La raison plus réaliste pour laquelle Bush contre Gore alarme les démocrates est que les quatre juges les plus conservateurs de la Cour suprême – Alito, Gorsuch, Kavanaugh et Thomas – semblent ronger leur frein pour écarter complètement les tribunaux d’État des élections fédérales. « Les juges conservateurs se montrent de plus en plus hostiles à l’élargissement du droit de vote, même en cas de pandémie », a déclaré Rick Hasen, expert en droit électoral à la faculté de droit de l’université de Californie à Irvine. L’approche incarnée par la concurrence Rehnquist, connue des juristes sous le nom de doctrine de la législature indépendante de l’État, est l’un des nombreux outils « qui rend plus difficile pour les autres acteurs de protéger les droits de vote. »

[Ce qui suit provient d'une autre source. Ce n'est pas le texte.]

//! Freeze-frame controllers
//!
//! Two independent mechanisms stop the world when the player connects:
//!
//! - [`HitStopController`]: the long (200 ms) dramatic freeze fired by the
//!   proximity-detect path. Pauses the player's swing timers along with every
//!   registered body, and hands a [`FreezeEnd`] back to the caller on resume.
//! - [`PipeCutFreeze`]: the barely-perceptible (10 ms) impact freeze fired
//!   when the attack hitbox first bites into an intact cube. Touches no
//!   timers, and on resume forces the player's horizontal velocity back to
//!   the shared forward-run speed instead of the cached value, since the
//!   world pushes the player forward at a constant rate.
//!
//! Both are single-flight: re-triggering while a freeze is pending is a
//! silent no-op, otherwise a second snapshot would capture zeroed velocities
//! and corrupt the restore.

use glam::Vec2;

use crate::sim::body::{BodyId, World};
use crate::sim::schedule::{Action, Scheduler, TimerId};
use crate::sim::tween::Tweens;

/// What the caller asked to happen when a freeze ends.
///
/// The controller never reaches into the player itself; the dash reward is
/// applied by whoever triggered the freeze.
#[derive(Debug, Clone, Copy, PartialEq, Eq)]
pub enum FreezeEnd {
    /// Reward the player with a forward dash
    StartDash,
}

/// Per-body state captured at freeze time
#[derive(Debug, Clone)]
struct Snapshot {
    body: BodyId,
    vel: Vec2,
    gravity: Vec2,
    gravity_enabled: bool,
    moves: bool,
    /// Whether a tween was mid-flight on this body when frozen
    was_animating: bool,
}

fn freeze_bodies(registered: &[BodyId], world: &mut World, tweens: &mut Tweens) -> Vec<Snapshot> {
    let mut snapshots = Vec::with_capacity(registered.len());
    for &id in registered {
        // A registered body may already be gone; skip it
        let Some(body) = world.get_mut(id) else {
            continue;
        };
        snapshots.push(Snapshot {
            body: id,
            vel: body.vel,
            gravity: body.gravity,
            gravity_enabled: body.gravity_enabled,
            moves: body.moves,
            was_animating: tweens.pause_all(id),
        });
        body.vel = Vec2::ZERO;
        body.gravity = Vec2::ZERO;
        body.gravity_enabled = false;
        body.moves = false;
    }
    snapshots
}

fn thaw_bodies(snapshots: &[Snapshot], world: &mut World, tweens: &mut Tweens) {
    for snap in snapshots {
        let Some(body) = world.get_mut(snap.body) else {
            continue;
        };
        body.vel = snap.vel;
        body.gravity = snap.gravity;
        body.gravity_enabled = snap.gravity_enabled;
        body.moves = snap.moves;
        if snap.was_animating {
            tweens.resume_all(snap.body);
        }
    }
}

/// The main freeze-frame controller
#[derive(Debug, Default)]
pub struct HitStopController {
    registered: Vec<BodyId>,
    active: bool,
    snapshots: Vec<Snapshot>,
    /// Timers this freeze paused (never resumes one it didn't pause)
    paused_timers: Vec<TimerId>,
    on_end: Option<FreezeEnd>,
}

impl HitStopController {
    pub fn new() -> Self {
        Self::default()
    }

    /// Add a body to the freeze set. No side effects while not frozen.
    pub fn register(&mut self, body: BodyId) {
        if !self.registered.contains(&body) {
            self.registered.push(body);
        }
    }

    /// Remove a body from the freeze set
    pub fn unregister(&mut self, body: BodyId) {
        self.registered.retain(|&b| b != body);
    }

    pub fn is_active(&self) -> bool {
        self.active
    }

    /// Drop registrations whose bodies no longer exist (recycle path)
    pub fn prune(&mut self, world: &World) {
        self.registered.retain(|&b| world.contains(b));
    }

    /// Freeze the world for `duration_ms`.
    ///
    /// Single-flight: returns false without side effects if a freeze is
    /// already pending. `pausable_timers` are the externally-owned swing
    /// timers; only the ones actually paused here are resumed later.
    pub fn trigger(
        &mut self,
        world: &mut World,
        scheduler: &mut Scheduler,
        tweens: &mut Tweens,
        now: u64,
        pausable_timers: &[TimerId],
        duration_ms: u32,
        on_end: Option<FreezeEnd>,
    ) -> bool {
        if self.active {
            log::debug!("hit-stop re-trigger while active, ignoring");
            return false;
        }
        self.active = true;
        self.on_end = on_end;
        self.snapshots = freeze_bodies(&self.registered, world, tweens);

        self.paused_timers.clear();
        for &timer in pausable_timers {
            if scheduler.pause(timer, now) {
                self.paused_timers.push(timer);
            }
        }

        scheduler.after(now, duration_ms, Action::HitStopResume);
        true
    }

    /// Thaw the world. Restores every cached body state, resumes the timers
    /// this freeze paused, and hands the pending [`FreezeEnd`] back to the
    /// caller.
    pub fn resume(
        &mut self,
        world: &mut World,
        scheduler: &mut Scheduler,
        tweens: &mut Tweens,
        now: u64,
    ) -> Option<FreezeEnd> {
        if !self.active {
            return None;
        }
        thaw_bodies(&self.snapshots, world, tweens);
        self.snapshots.clear();
        for timer in self.paused_timers.drain(..) {
            scheduler.resume(timer, now);
        }
        self.active = false;
        self.on_end.take()
    }
}

/// The short pipe-cut freeze
///
/// Structurally a sibling of [`HitStopController`] but with independent
/// state: it never touches external timers, and the player body resumes at
/// the constant forward-run speed rather than its cached velocity.
#[derive(Debug, Default)]
pub struct PipeCutFreeze {
    registered: Vec<BodyId>,
    active: bool,
    snapshots: Vec<Snapshot>,
}

impl PipeCutFreeze {
    pub fn new() -> Self {
        Self::default()
    }

    pub fn register(&mut self, body: BodyId) {
        if !self.registered.contains(&body) {
            self.registered.push(body);
        }
    }

    pub fn unregister(&mut self, body: BodyId) {
        self.registered.retain(|&b| b != body);
    }

    pub fn is_active(&self) -> bool {
        self.active
    }

    /// Drop registrations whose bodies no longer exist (recycle path)
    pub fn prune(&mut self, world: &World) {
        self.registered.retain(|&b| world.contains(b));
    }

    /// Freeze for `duration_ms`. Single-flight like the main controller.
    pub fn trigger(
        &mut self,
        world: &mut World,
        scheduler: &mut Scheduler,
        tweens: &mut Tweens,
        now: u64,
        duration_ms: u32,
    ) -> bool {
        if self.active {
            log::debug!("pipe-cut freeze re-trigger while active, ignoring");
            return false;
        }
        self.active = true;
        self.snapshots = freeze_bodies(&self.registered, world, tweens);
        scheduler.after(now, duration_ms, Action::PipeCutResume);
        true
    }

    /// Thaw. The player's horizontal velocity is overwritten with
    /// `run_speed`: the world scrolls the player forward at a constant rate
    /// independent of integration, so the cached vx may be stale.
    pub fn resume(&mut self, world: &mut World, tweens: &mut Tweens, player: BodyId, run_speed: f32) {
        if !self.active {
            return;
        }
        thaw_bodies(&self.snapshots, world, tweens);
        for snap in self.snapshots.drain(..) {
            if snap.body == player
                && let Some(body) = world.get_mut(player)
            {
                body.vel.x = run_speed;
            }
        }
        self.active = false;
    }
}
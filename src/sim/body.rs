//! Minimal physics body world
//!
//! The combat core only needs a thin slice of a physics engine: axis-aligned
//! bodies with velocity/gravity integration, overlap queries by group, and
//! the active/falling pool split that keeps departing cubes out of damage
//! checks. Bodies are addressed by slot handles; a stale handle simply
//! resolves to `None`, which is what the collision handlers rely on when a
//! hitbox destroys itself mid-tick.

use glam::Vec2;
use serde::{Deserialize, Serialize};

use crate::consts::POOL_EPSILON;

/// Handle to a body slot. Copyable, cheap, may go stale.
#[derive(Debug, Clone, Copy, PartialEq, Eq, Hash, Serialize, Deserialize)]
pub struct BodyId(pub(crate) u32);

/// Collision group a body belongs to
#[derive(Debug, Clone, Copy, PartialEq, Eq, Serialize, Deserialize)]
pub enum BodyGroup {
    Player,
    Cube,
    PlatformSensor,
    GridSensor,
    Hitbox,
    Placeholder,
    Ground,
}

/// Ownership pool for simulated bodies
///
/// A cube moves from `Active` to `Falling` exactly once, when it begins
/// independent motion. Falling bodies are excluded from damage overlap
/// queries so a departing cube is never re-processed.
#[derive(Debug, Clone, Copy, PartialEq, Eq, Serialize, Deserialize)]
pub enum Pool {
    Active,
    Falling,
}

/// Axis-aligned bounding box
#[derive(Debug, Clone, Copy, PartialEq, Serialize, Deserialize)]
pub struct Aabb {
    pub min: Vec2,
    pub max: Vec2,
}

impl Aabb {
    pub fn from_center(center: Vec2, size: Vec2) -> Self {
        let half = size * 0.5;
        Self {
            min: center - half,
            max: center + half,
        }
    }

    pub fn overlaps(&self, other: &Aabb) -> bool {
        self.min.x < other.max.x
            && self.max.x > other.min.x
            && self.min.y < other.max.y
            && self.max.y > other.min.y
    }
}

/// A simulated body
#[derive(Debug, Clone, Serialize, Deserialize)]
pub struct Body {
    pub pos: Vec2,
    pub vel: Vec2,
    /// Gravity acceleration applied while `gravity_enabled` (y-down positive)
    pub gravity: Vec2,
    pub gravity_enabled: bool,
    /// Whether the body participates in integration at all
    pub moves: bool,
    /// Immovable bodies never integrate, regardless of `moves`
    pub immovable: bool,
    /// Full width/height of the bounding box
    pub size: Vec2,
    /// Visual opacity, 1.0 = intact, animates to 0.0 on destruction
    pub alpha: f32,
    /// Visual rotation, radians
    pub angle: f32,
    pub group: BodyGroup,
    pub pool: Pool,
}

impl Body {
    pub fn new(pos: Vec2, size: Vec2, group: BodyGroup) -> Self {
        Self {
            pos,
            vel: Vec2::ZERO,
            gravity: Vec2::ZERO,
            gravity_enabled: false,
            moves: true,
            immovable: false,
            size,
            alpha: 1.0,
            angle: 0.0,
            group,
            pool: Pool::Active,
        }
    }

    /// Builder-style: mark immovable (static scenery / sensors)
    pub fn immovable(mut self) -> Self {
        self.immovable = true;
        self
    }

    /// Builder-style: enable gravity with the given acceleration
    pub fn with_gravity(mut self, gravity: Vec2) -> Self {
        self.gravity = gravity;
        self.gravity_enabled = true;
        self
    }

    pub fn aabb(&self) -> Aabb {
        Aabb::from_center(self.pos, self.size)
    }
}

/// Slab of bodies with stable ids
///
/// Slots are never reused within one simulation run, so a handle held across
/// a despawn cannot alias a different body. The id space is plenty for a run
/// (cubes despawn long before u32 wraps).
#[derive(Debug, Default, Serialize, Deserialize)]
pub struct World {
    slots: Vec<Option<Body>>,
}

impl World {
    pub fn new() -> Self {
        Self::default()
    }

    pub fn spawn(&mut self, body: Body) -> BodyId {
        let id = BodyId(self.slots.len() as u32);
        self.slots.push(Some(body));
        id
    }

    /// Remove a body. Safe to call with a stale id.
    pub fn despawn(&mut self, id: BodyId) {
        if let Some(slot) = self.slots.get_mut(id.0 as usize) {
            *slot = None;
        }
    }

    pub fn get(&self, id: BodyId) -> Option<&Body> {
        self.slots.get(id.0 as usize).and_then(|s| s.as_ref())
    }

    pub fn get_mut(&mut self, id: BodyId) -> Option<&mut Body> {
        self.slots.get_mut(id.0 as usize).and_then(|s| s.as_mut())
    }

    pub fn contains(&self, id: BodyId) -> bool {
        self.get(id).is_some()
    }

    /// Number of live bodies
    pub fn len(&self) -> usize {
        self.slots.iter().filter(|s| s.is_some()).count()
    }

    pub fn is_empty(&self) -> bool {
        self.len() == 0
    }

    /// Integrate one fixed timestep
    pub fn step(&mut self, dt: f32) {
        for body in self.slots.iter_mut().flatten() {
            if !body.moves || body.immovable {
                continue;
            }
            if body.gravity_enabled {
                body.vel += body.gravity * dt;
            }
            body.pos += body.vel * dt;
        }
    }

    /// Migrate active cubes that started moving into the falling pool.
    /// Returns the migrated ids (each cube migrates at most once).
    pub fn migrate_falling(&mut self) -> Vec<BodyId> {
        let mut migrated = Vec::new();
        for (i, slot) in self.slots.iter_mut().enumerate() {
            if let Some(body) = slot
                && body.group == BodyGroup::Cube
                && body.pool == Pool::Active
                && body.vel.length() > POOL_EPSILON
            {
                body.pool = Pool::Falling;
                migrated.push(BodyId(i as u32));
            }
        }
        migrated
    }

    /// Do two bodies overlap? Stale ids never overlap.
    pub fn overlaps(&self, a: BodyId, b: BodyId) -> bool {
        match (self.get(a), self.get(b)) {
            (Some(a), Some(b)) => a.aabb().overlaps(&b.aabb()),
            _ => false,
        }
    }

    /// All active-pool bodies of `group` whose box overlaps `aabb`,
    /// in id order for determinism.
    pub fn overlapping_group(&self, aabb: &Aabb, group: BodyGroup) -> Vec<BodyId> {
        let mut hits = Vec::new();
        for (i, slot) in self.slots.iter().enumerate() {
            if let Some(body) = slot
                && body.group == group
                && body.pool == Pool::Active
                && body.aabb().overlaps(aabb)
            {
                hits.push(BodyId(i as u32));
            }
        }
        hits
    }
}
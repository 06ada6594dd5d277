//! Combat simulation orchestrator
//!
//! `CombatSim` owns the whole core: the body world, the action scheduler,
//! the tween table, both freeze controllers, the three column managers, the
//! player state machine, the hitbox set and the chunk spawner. One `tick`
//! advances everything in a fixed order so a given seed and input sequence
//! always replays identically:
//!
//! 1. drain due actions and apply them
//! 2. player input
//! 3. step tweens, despawning fully-faded bodies
//! 4. integrate the world and migrate fast bodies to the falling pool
//! 5. re-pin hitboxes to the player
//! 6. overlap processing (lazy grid generation, hit-stop gate, attack and
//!    dash destruction, landing, damage)
//! 7. spawner advance and recycling
//!
//! Overlap handlers read the gating flags before mutating anything, so a
//! freeze, a cooldown and a swing flag observed in one tick stay coherent
//! for the rest of that tick.

use glam::Vec2;
use rand::SeedableRng;
use rand_pcg::Pcg32;

use crate::consts::{
    FADE_POLL_MS, GRAVITY_Y, GRID_COLS, PLAYER_HEIGHT, PLAYER_WIDTH, RECYCLE_MARGIN, SIM_DT,
};
use crate::sim::body::{Body, BodyGroup, BodyId, World};
use crate::sim::columns::{ChainTrigger, ColumnId, ColumnKind, ColumnManager};
use crate::sim::hit_stop::{FreezeEnd, HitStopController, PipeCutFreeze};
use crate::sim::hitboxes::PlayerHitboxes;
use crate::sim::player::PlayerCombat;
use crate::sim::schedule::{Action, Scheduler};
use crate::sim::spawner::{ChunkEntry, ChunkSpawner, ChunkTemplate, EntryKind};
use crate::sim::tuning::Tuning;
use crate::sim::tween::{TweenProp, Tweens};

/// Player spawn point, y-down world coordinates
const PLAYER_START: Vec2 = Vec2::new(40.0, 120.0);
/// Gap between the player spawn and the first materialized chunk, px
const FIRST_CHUNK_GAP: f32 = 120.0;

/// Per-tick input the core consumes
#[derive(Debug, Clone, Copy, Default, PartialEq, Eq)]
pub struct TickInput {
    pub flap: bool,
}
//! Chunk templates and the rolling spawner
//!
//! Level geometry is authored as chunks: small declarative templates whose
//! entries place upper pipes, lower pipes, floating platforms and ground
//! slabs at offsets relative to the chunk origin. The spawner cycles through
//! its template rotation and materializes the next chunk whenever the player
//! closes within `SPAWN_LEAD` of the frontier, so geometry always exists
//! just off the right edge of the screen and never further.

use serde::{Deserialize, Serialize};

use glam::Vec2;

use crate::consts::SPAWN_LEAD;
use crate::sim::body::{Body, BodyGroup, BodyId, World};
use crate::sim::columns::ColumnManager;

/// Default pipe height when a template doesn't override it, px
const DEFAULT_PIPE_HEIGHT: f32 = 160.0;
/// Floating platform slab height, px
const FLOATING_SLAB_HEIGHT: f32 = 16.0;
/// Ground slab dimensions, px
const GROUND_WIDTH: f32 = 128.0;
const GROUND_HEIGHT: f32 = 24.0;
/// Horizontal span one chunk occupies, px
const CHUNK_SPAN: f32 = 320.0;

/// What a single template entry places
#[derive(Debug, Clone, Copy, PartialEq, Eq, Serialize, Deserialize)]
#[serde(rename_all = "snake_case")]
pub enum EntryKind {
    Upper,
    Lower,
    Floating,
    Ground,
}

/// One placement inside a chunk, offsets relative to the chunk origin
#[derive(Debug, Clone, Copy, Serialize, Deserialize)]
pub struct ChunkEntry {
    pub kind: EntryKind,
    pub rel_x: f32,
    pub rel_y: f32,
    /// Pipe or slab height; defaulted when absent in authored data
    #[serde(default = "default_height")]
    pub height_px: f32,
}

fn default_height() -> f32 {
    DEFAULT_PIPE_HEIGHT
}

/// An authored chunk of level geometry
#[derive(Debug, Clone, Default, Serialize, Deserialize)]
pub struct ChunkTemplate {
    pub entries: Vec<ChunkEntry>,
}

/// Cycles templates and materializes them ahead of the player
#[derive(Debug)]
pub struct ChunkSpawner {
    templates: Vec<ChunkTemplate>,
    next_template: usize,
    /// x past which no geometry exists yet
    frontier_x: f32,
    /// Plain ground bodies are owned here, not by a column manager
    ground_bodies: Vec<BodyId>,
}

impl ChunkSpawner {
    pub fn new(templates: Vec<ChunkTemplate>, start_x: f32) -> Self {
        Self {
            templates,
            next_template: 0,
            frontier_x: start_x,
            ground_bodies: Vec::new(),
        }
    }

    pub fn frontier_x(&self) -> f32 {
        self.frontier_x
    }

    pub fn ground_bodies(&self) -> &[BodyId] {
        &self.ground_bodies
    }

    /// Materialize chunks until the frontier leads the player by at least
    /// `SPAWN_LEAD`. Normally at most one chunk spawns per call; the loop
    /// covers teleport-sized advances.
    pub fn update(
        &mut self,
        world: &mut World,
        upper: &mut ColumnManager,
        lower: &mut ColumnManager,
        floating: &mut ColumnManager,
        player_x: f32,
    ) {
        if self.templates.is_empty() {
            return;
        }
        while self.frontier_x - player_x < SPAWN_LEAD {
            let template = self.templates[self.next_template].clone();
            self.next_template = (self.next_template + 1) % self.templates.len();
            self.materialize(world, upper, lower, floating, &template);
            self.frontier_x += CHUNK_SPAN;
        }
    }

    fn materialize(
        &mut self,
        world: &mut World,
        upper: &mut ColumnManager,
        lower: &mut ColumnManager,
        floating: &mut ColumnManager,
        template: &ChunkTemplate,
    ) {
        let origin_x = self.frontier_x;
        for entry in &template.entries {
            let x = origin_x + entry.rel_x;
            let y = entry.rel_y;
            match entry.kind {
                EntryKind::Upper => {
                    upper.create_column(world, x, y, entry.height_px);
                }
                EntryKind::Lower => {
                    lower.create_column(world, x, y, entry.height_px);
                }
                EntryKind::Floating => {
                    floating.create_column(world, x, y, FLOATING_SLAB_HEIGHT);
                }
                EntryKind::Ground => {
                    let center =
                        Vec2::new(x + GROUND_WIDTH / 2.0, y + GROUND_HEIGHT / 2.0);
                    let id = world.spawn(
                        Body::new(center, Vec2::new(GROUND_WIDTH, GROUND_HEIGHT), BodyGroup::Ground)
                            .immovable(),
                    );
                    self.ground_bodies.push(id);
                }
            }
        }
        log::debug!(
            "materialized chunk at x={origin_x} ({} entries), frontier -> {}",
            template.entries.len(),
            origin_x + CHUNK_SPAN
        );
    }

    /// Despawn ground slabs that have scrolled past the recycle threshold
    pub fn recycle_ground(&mut self, world: &mut World, threshold_x: f32) {
        self.ground_bodies.retain(|&id| {
            let keep = world
                .get(id)
                .is_some_and(|b| b.pos.x + b.size.x / 2.0 >= threshold_x);
            if !keep {
                world.despawn(id);
            }
            keep
        });
    }
}
//! Tick-based action scheduler
//!
//! Every deferred effect in the combat core (hit-stop resume, chain-fall
//! defer, gravity boost, cooldown expiry, swing-frame re-check, ...) is a
//! plain-data [`Action`] fired after a delay. There are no callbacks and no
//! blocking: the orchestrator drains due actions once per tick and applies
//! them with full access to the simulation, which keeps ordering explicit
//! and the whole thing deterministic.
//!
//! Timers can be paused and resumed (hit-stop pauses the player's two swing
//! timers while the world is frozen). Pausing stores the remaining delay;
//! resuming re-arms it relative to the current tick.

use crate::ms_to_ticks;
use crate::sim::body::BodyId;
use crate::sim::columns::{ChainTrigger, ColumnId, ColumnKind};

/// Handle to a scheduled timer
#[derive(Debug, Clone, Copy, PartialEq, Eq, Hash)]
pub struct TimerId(u64);

/// A deferred simulation effect
#[derive(Debug, Clone, Copy, PartialEq)]
pub enum Action {
    /// End the main hit-stop freeze
    HitStopResume,
    /// End the short pipe-cut freeze
    PipeCutResume,
    /// Run a deferred chain-fall pass through one grid column
    ChainFall {
        kind: ColumnKind,
        column: ColumnId,
        row: usize,
        col: usize,
        trigger: ChainTrigger,
    },
    /// Apply the stronger gravity multiplier to a chain-falling body
    GravityBoost { body: BodyId },
    /// Check whether a popped body has started falling (vy > 0) and may fade
    FadePoll { body: BodyId, fade_ms: u32 },
    /// Hit-stop cooldown window ends
    CooldownExpire,
    /// Post-damage invincibility ends
    InvincibilityExpire,
    /// Toggle the invincibility flash opacity
    FlashToggle,
    /// First swing frame done with no hit-stop fired: spawn the attack hitbox
    SpawnAttackHitbox,
    /// Swing animation finished
    SwingComplete,
    /// Periodic continuous-cut re-check while holding the swing frame
    HoldRecheck,
    /// Dash window ends
    DashEnd,
}

#[derive(Debug, Clone)]
struct Timer {
    id: TimerId,
    /// Absolute due tick; meaningless while paused
    due: u64,
    /// Remaining ticks captured at pause time
    paused_remaining: Option<u64>,
    action: Action,
}

/// Delayed-action scheduler over the fixed simulation tick
#[derive(Debug, Default)]
pub struct Scheduler {
    timers: Vec<Timer>,
    next_id: u64,
}

impl Scheduler {
    pub fn new() -> Self {
        Self::default()
    }

    /// Schedule `action` to fire `delay_ms` from `now`
    pub fn after(&mut self, now: u64, delay_ms: u32, action: Action) -> TimerId {
        let id = TimerId(self.next_id);
        self.next_id += 1;
        self.timers.push(Timer {
            id,
            due: now + ms_to_ticks(delay_ms),
            paused_remaining: None,
            action,
        });
        id
    }

    /// Pause a pending timer. Returns false if the timer is missing or
    /// already paused, so a caller can record exactly which timers it paused.
    pub fn pause(&mut self, id: TimerId, now: u64) -> bool {
        match self.timers.iter_mut().find(|t| t.id == id) {
            Some(t) if t.paused_remaining.is_none() => {
                t.paused_remaining = Some(t.due.saturating_sub(now));
                true
            }
            _ => false,
        }
    }

    /// Resume a paused timer, re-arming its remaining delay from `now`
    pub fn resume(&mut self, id: TimerId, now: u64) -> bool {
        match self.timers.iter_mut().find(|t| t.id == id) {
            Some(t) => match t.paused_remaining.take() {
                Some(remaining) => {
                    t.due = now + remaining;
                    true
                }
                None => false,
            },
            None => false,
        }
    }

    /// Cancel a pending timer. Safe on stale ids.
    pub fn cancel(&mut self, id: TimerId) -> bool {
        let before = self.timers.len();
        self.timers.retain(|t| t.id != id);
        self.timers.len() != before
    }

    pub fn is_pending(&self, id: TimerId) -> bool {
        self.timers.iter().any(|t| t.id == id)
    }

    /// Remove and return all actions due at or before `now`, ordered by
    /// (due tick, insertion). Paused timers never fire.
    pub fn drain_due(&mut self, now: u64) -> Vec<Action> {
        let mut due: Vec<Timer> = Vec::new();
        self.timers.retain(|t| {
            if t.paused_remaining.is_none() && t.due <= now {
                due.push(t.clone());
                false
            } else {
                true
            }
        });
        due.sort_by_key(|t| (t.due, t.id.0));
        due.into_iter().map(|t| t.action).collect()
    }

    /// Number of pending timers (tests)
    pub fn pending(&self) -> usize {
        self.timers.len()
    }
}
//! LLM provider implementations for Ferrobot.
//!
//! One implementation covers nearly every hosted backend: the
//! OpenAI-compatible chat-completions protocol (OpenRouter, OpenAI, Ollama,
//! vLLM, Together, ...). The agent loop only sees the `Provider` trait.

pub mod openai_compat;

pub use openai_compat::OpenAiCompatProvider;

Peut-on avoir un cinquième juge de son côté ? L’opinion de Barrett n’est pas encore connue, mais Roberts ne semble pas désireux d’embrasser la théorie de Rehnquist. Ce lundi, dans une brève opinion, le juge en chef a distingué la situation au Wisconsin, où un tribunal fédéral avait modifié les règles électorales, et en Pennsylvanie, où la cour suprême de l’État l’avait fait, en s’appuyant sur « l’autorité des tribunaux d’État pour appliquer leurs propres constitutions aux règlements électoraux. »
Pour autant, d’autres tribunaux courent avec l’interprétation privilégiée par les quatre juges conservateurs. Jeudi, une cour d’appel fédérale a voté à 2 contre 1 pour ordonner au Minnesota de séparer les bulletins de vote postaux arrivés en retard, estimant qu’une période tampon ordonnée par un tribunal d’État était probablement illégale. Leur raisonnement ? Pioché plus ou moins directement dans la concurrence de Kavanaugh dans le Wisconsin.
La théorie de Rehnquist pose plus de risques aux démocrates qu’aux républicains, du moins à court terme. Au cours de la dernière décennie environ, les républicains ont fait un travail impressionnant pour prendre le contrôle des législatures des États. Dans les États clés que sont la Caroline du Nord et la Pennsylvanie, il y a un gouverneur démocrate, une majorité libérale à la cour suprême de l’État et une assemblée législative contrôlée par les républicains. Les avocats de Biden préféreraient sûrement leurs chances dans les cours suprêmes de ces États que dans une Cour suprême américaine plus conservatrice qu’elle ne l’a été depuis des décennies.